- _Problem requirements_
Please report every line in the entries that contains the string "must".
======== Exercise inputs ========
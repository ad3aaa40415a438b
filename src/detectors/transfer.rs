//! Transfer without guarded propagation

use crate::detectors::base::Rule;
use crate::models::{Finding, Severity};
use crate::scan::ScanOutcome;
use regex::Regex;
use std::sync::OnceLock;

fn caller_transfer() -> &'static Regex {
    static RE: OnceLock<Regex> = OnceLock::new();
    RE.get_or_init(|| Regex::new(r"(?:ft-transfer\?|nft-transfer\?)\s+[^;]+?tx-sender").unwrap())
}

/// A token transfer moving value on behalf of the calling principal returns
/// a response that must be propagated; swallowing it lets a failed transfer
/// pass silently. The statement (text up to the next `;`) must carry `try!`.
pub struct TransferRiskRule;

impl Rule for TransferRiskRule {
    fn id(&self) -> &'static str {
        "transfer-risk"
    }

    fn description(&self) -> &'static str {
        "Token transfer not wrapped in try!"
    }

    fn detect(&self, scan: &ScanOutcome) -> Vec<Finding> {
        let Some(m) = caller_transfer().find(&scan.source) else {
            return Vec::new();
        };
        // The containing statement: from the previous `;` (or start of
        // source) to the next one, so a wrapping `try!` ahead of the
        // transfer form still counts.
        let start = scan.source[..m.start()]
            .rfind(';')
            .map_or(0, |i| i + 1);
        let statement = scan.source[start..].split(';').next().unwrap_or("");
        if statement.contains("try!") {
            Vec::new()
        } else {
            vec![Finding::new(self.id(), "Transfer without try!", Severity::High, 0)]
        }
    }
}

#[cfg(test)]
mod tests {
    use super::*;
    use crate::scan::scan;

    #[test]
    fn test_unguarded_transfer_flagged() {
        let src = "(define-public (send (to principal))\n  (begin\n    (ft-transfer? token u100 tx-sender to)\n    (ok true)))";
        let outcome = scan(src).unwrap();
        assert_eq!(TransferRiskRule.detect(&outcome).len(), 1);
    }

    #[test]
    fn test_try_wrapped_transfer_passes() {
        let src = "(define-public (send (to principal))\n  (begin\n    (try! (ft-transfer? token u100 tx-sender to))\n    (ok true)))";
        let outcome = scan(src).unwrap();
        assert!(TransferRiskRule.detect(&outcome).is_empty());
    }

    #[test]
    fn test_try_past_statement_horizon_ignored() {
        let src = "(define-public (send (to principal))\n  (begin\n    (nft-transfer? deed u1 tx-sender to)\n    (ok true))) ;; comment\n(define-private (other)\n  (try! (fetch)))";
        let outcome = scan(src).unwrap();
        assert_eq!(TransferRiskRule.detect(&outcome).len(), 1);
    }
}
========
- _Exercise response_
/// a response that must be propagated; swallowing it lets a failed transfer
/// pass silently. The statement (text up to the next `;`) must carry `try!`.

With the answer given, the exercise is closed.